Thesis Title: Hybrid Forms: The Function of Mathematics in Oulipian Poetry
My research examines the effects of mathematical constraint on form, structure and imagery in works of Oulipian poetry that are governed by a conceptual form of constraint. The Oulipo (Ouvroir de Littérature Potentielle [Workshop of Potential Literature]), founded in 1960 by François Le Lionnais and Raymond Queneau, are a group of mainly French writers and mathematicians who create literary works using rigorous formal constraints. Jacques Roubaud argues that ‘a text written according to a constraint must speak of this constraint. A text written according to a mathematisable constraint must contain the consequences of the mathematical theory it illustrates.’ Taking Roubaud's comments into consideration, my thesis will compare and contrast a number of works that fall into this category in order to assess the extent to which a text can represent its own mathematical structure.
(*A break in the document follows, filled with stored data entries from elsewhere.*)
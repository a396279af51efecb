//! # Parsing
//!
//! Everything the engine knows about markdown syntax.
//!
//! - **`rope`**: byte spans and line lookups over an `xi_rope::Rope`
//! - **`blocks`**: per-line classification and the code fence table
//! - **`inline`**: line-local inline scanners
//!
//! Nothing here builds a tree of the whole document. Callers classify the
//! lines they need when they need them.

pub mod blocks;
pub mod inline;
pub mod rope;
Given the 'transportability of constraint-based creativity', as Jan Baetens and Jean-Jacques Poucel put it, Oulipian poetry encompasses not only that which has been written under constraint by members of the Oulipo, but also work produced by writers outside of the group who have adhered to its principles. The representation of mathematics in both subsets of Oulipian poetry will therefore be evaluated in my thesis. In regard to the poetic output of members of the Oulipo, my analysis will focus primarily on the poetry of Jacques Roubaud and Raymond Queneau. While recent publications such as Lauren Elkin and Scott Esposito’s The End of Oulipo?: An Attempt to Exhaust a Movement (2013) have questioned whether Oulipian methods of literary composition have run their course in terms of innovation, my thesis will reconsider the technical inventiveness present in Oulipian poetry following 'the group’s staggeringly successful run through the 1960s and 1970s.' This in itself requires an assessment of whether more innovative mathematical constraints have been created by the Oulipo or by those outside it since the group's early period, which I intend to achieve by aligning Roubaud and Queneau with poets like Inger Christensen, whose poem alphabet (1981)bears mathematical and linguistic constraints that are similar to those present in the work of the Oulipo.
The creative element of my thesis is a collection of poetry governed by a strict mathematical constraint of my own devising.